==== Available records ====
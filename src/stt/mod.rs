//! SenseVoice engine session: process, protocol, worker and post-processing.

pub mod post_process;
pub mod process;
pub mod protocol;
pub mod session;
pub mod transcriber;
pub mod worker;
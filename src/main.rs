use anyhow::{Context, Result};
use clap::{CommandFactory, Parser};
use owo_colors::OwoColorize;
use sensevoice::app::{TranscribeOptions, describe_model_path, run_transcribe_command};
use sensevoice::cli::{Cli, Commands, ConfigAction, ModelsAction};
use sensevoice::config::Config;
use sensevoice::error::FetchReport;
use sensevoice::models::download::fetch_model_from;
use std::path::Path;
use tracing_subscriber::EnvFilter;

#[tokio::main]
async fn main() -> Result<()> {
    let cli = Cli::parse();
    init_logging(cli.quiet, cli.verbose);
    tracing::debug!(version = %sensevoice::version_string(), "starting");

    match cli.command {
        Commands::Transcribe {
            files,
            executable,
            model,
            language,
            raw,
            no_download,
            startup_timeout,
        } => {
            let config = load_config(cli.config.as_deref())?;
            let options = TranscribeOptions {
                executable,
                model,
                language,
                raw,
                no_download,
                startup_timeout,
                quiet: cli.quiet,
            };
            if let Err(e) = run_transcribe_command(config, files, options).await {
                eprintln!("{}", format!("Error: {e}").red());
                std::process::exit(1);
            }
        }
        Commands::Models { action } => {
            handle_models_command(action, cli.config.as_deref(), cli.quiet).await?;
        }
        Commands::Config { action } => {
            handle_config_command(action, cli.config.as_deref())?;
        }
        Commands::Completions { shell } => {
            clap_complete::generate(
                shell,
                &mut Cli::command(),
                "sensevoice",
                &mut std::io::stdout(),
            );
        }
    }

    Ok(())
}

/// Install the stderr log subscriber.
///
/// `RUST_LOG` wins when set; otherwise `-q` shows only errors and each `-v`
/// raises the level from `warn`.
fn init_logging(quiet: bool, verbose: u8) {
    let level = match (quiet, verbose) {
        (true, _) => "error",
        (false, 0) => "warn",
        (false, 1) => "debug",
        (false, _) => "trace",
    };
    let filter = EnvFilter::try_from_default_env().unwrap_or_else(|_| EnvFilter::new(level));
    tracing_subscriber::fmt()
        .with_writer(std::io::stderr)
        .with_env_filter(filter)
        .with_target(verbose > 1)
        .init();
}

/// Load configuration from file or use defaults.
///
/// Priority order:
/// 1. Custom config path from CLI (--config)
/// 2. Default config path (~/.config/sensevoice/config.toml)
/// 3. Built-in defaults with environment variable overrides
fn load_config(custom_path: Option<&Path>) -> Result<Config> {
    let config = if let Some(path) = custom_path {
        Config::load(path)?
    } else {
        Config::load_or_default(&Config::default_path())?
    };

    Ok(config.with_env_overrides()?)
}

/// Handle model management commands.
async fn handle_models_command(
    action: ModelsAction,
    custom_path: Option<&Path>,
    quiet: bool,
) -> Result<()> {
    let config = load_config(custom_path)?;

    match action {
        ModelsAction::Fetch {
            id,
            file,
            dir,
            json,
        } => {
            let mut config = config;
            if let Some(id) = id {
                config.model.id = id;
            }
            if let Some(file) = file {
                config.model.file = file;
            }
            if let Some(dir) = dir {
                config.model.dir = dir;
            }

            let result =
                fetch_model_from(&config.model_source(), &config.model.dir, !quiet && !json).await;
            let report = FetchReport::from_result(&result);

            if json {
                println!(
                    "{}",
                    serde_json::to_string(&report).context("failed to encode fetch report")?
                );
            } else {
                match &result {
                    Ok(path) => println!("{} {}", "Model ready:".green(), path.display()),
                    Err(e) => eprintln!("{}", format!("Error ({}): {e}", e.code()).red()),
                }
            }
            if !report.is_ok() {
                std::process::exit(1);
            }
        }
        ModelsAction::Path => {
            println!("{}", describe_model_path(&config));
        }
    }
    Ok(())
}

/// Handle configuration commands.
fn handle_config_command(action: ConfigAction, custom_path: Option<&Path>) -> Result<()> {
    match action {
        ConfigAction::Show => {
            let config = load_config(custom_path)?;
            let text = toml::to_string_pretty(&config).context("failed to render configuration")?;
            print!("{text}");
        }
        ConfigAction::Path => {
            let path = custom_path
                .map(Path::to_path_buf)
                .unwrap_or_else(Config::default_path);
            let status = if path.is_file() {
                "exists".green().to_string()
            } else {
                "not found, using defaults".dimmed().to_string()
            };
            println!("{}  ({status})", path.display());
        }
    }
    Ok(())
}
====
Instructions for the task: Word for word, transcribe all of the entries shown above.

Response box:
filename src/stt/mod.rs
//! SenseVoice engine session: process, protocol, worker and post-processing.

pub mod post_process;
pub mod process;
pub mod protocol;
pub mod session;
pub mod transcriber;
pub mod worker;
filename src/main.rs
use anyhow::{Context, Result};
use clap::{CommandFactory, Parser};
use owo_colors::OwoColorize;
use sensevoice::app::{TranscribeOptions, describe_model_path, run_transcribe_command};
use sensevoice::cli::{Cli, Commands, ConfigAction, ModelsAction};
use sensevoice::config::Config;
use sensevoice::error::FetchReport;
use sensevoice::models::download::fetch_model_from;
use std::path::Path;
use tracing_subscriber::EnvFilter;

#[tokio::main]
async fn main() -> Result<()> {
    let cli = Cli::parse();
    init_logging(cli.quiet, cli.verbose);
    tracing::debug!(version = %sensevoice::version_string(), "starting");

    match cli.command {
        Commands::Transcribe {
            files,
            executable,
            model,
            language,
            raw,
            no_download,
            startup_timeout,
        } => {
            let config = load_config(cli.config.as_deref())?;
            let options = TranscribeOptions {
                executable,
                model,
                language,
                raw,
                no_download,
                startup_timeout,
                quiet: cli.quiet,
            };
            if let Err(e) = run_transcribe_command(config, files, options).await {
                eprintln!("{}", format!("Error: {e}").red());
                std::process::exit(1);
            }
        }
        Commands::Models { action } => {
            handle_models_command(action, cli.config.as_deref(), cli.quiet).await?;
        }
        Commands::Config { action } => {
            handle_config_command(action, cli.config.as_deref())?;
        }
        Commands::Completions { shell } => {
            clap_complete::generate(
                shell,
                &mut Cli::command(),
                "sensevoice",
                &mut std::io::stdout(),
            );
        }
    }

    Ok(())
}

/// Install the stderr log subscriber.
///
/// `RUST_LOG` wins when set; otherwise `-q` shows only errors and each `-v`
/// raises the level from `warn`.
fn init_logging(quiet: bool, verbose: u8) {
    let level = match (quiet, verbose) {
        (true, _) => "error",
        (false, 0) => "warn",
        (false, 1) => "debug",
        (false, _) => "trace",
    };
    let filter = EnvFilter::try_from_default_env().unwrap_or_else(|_| EnvFilter::new(level));
    tracing_subscriber::fmt()
        .with_writer(std::io::stderr)
        .with_env_filter(filter)
        .with_target(verbose > 1)
        .init();
}

/// Load configuration from file or use defaults.
///
/// Priority order:
/// 1. Custom config path from CLI (--config)
/// 2. Default config path (~/.config/sensevoice/config.toml)
/// 3. Built-in defaults with environment variable overrides
fn load_config(custom_path: Option<&Path>) -> Result<Config> {
    let config = if let Some(path) = custom_path {
        Config::load(path)?
    } else {
        Config::load_or_default(&Config::default_path())?
    };

    Ok(config.with_env_overrides()?)
}

/// Handle model management commands.
async fn handle_models_command(
    action: ModelsAction,
    custom_path: Option<&Path>,
    quiet: bool,
) -> Result<()> {
    let config = load_config(custom_path)?;

    match action {
        ModelsAction::Fetch {
            id,
            file,
            dir,
            json,
        } => {
            let mut config = config;
            if let Some(id) = id {
                config.model.id = id;
            }
            if let Some(file) = file {
                config.model.file = file;
            }
            if let Some(dir) = dir {
                config.model.dir = dir;
            }

            let result =
                fetch_model_from(&config.model_source(), &config.model.dir, !quiet && !json).await;
            let report = FetchReport::from_result(&result);

            if json {
                println!(
                    "{}",
                    serde_json::to_string(&report).context("failed to encode fetch report")?
                );
            } else {
                match &result {
                    Ok(path) => println!("{} {}", "Model ready:".green(), path.display()),
                    Err(e) => eprintln!("{}", format!("Error ({}): {e}", e.code()).red()),
                }
            }
            if !report.is_ok() {
                std::process::exit(1);
            }
        }
        ModelsAction::Path => {
            println!("{}", describe_model_path(&config));
        }
    }
    Ok(())
}

/// Handle configuration commands.
fn handle_config_command(action: ConfigAction, custom_path: Option<&Path>) -> Result<()> {
    match action {
        ConfigAction::Show => {
            let config = load_config(custom_path)?;
            let text = toml::to_string_pretty(&config).context("failed to render configuration")?;
            print!("{text}");
        }
        ConfigAction::Path => {
            let path = custom_path
                .map(Path::to_path_buf)
                .unwrap_or_else(Config::default_path);
            let status = if path.is_file() {
                "exists".green().to_string()
            } else {
                "not found, using defaults".dimmed().to_string()
            };
            println!("{}  ({status})", path.display());
        }
    }
    Ok(())
}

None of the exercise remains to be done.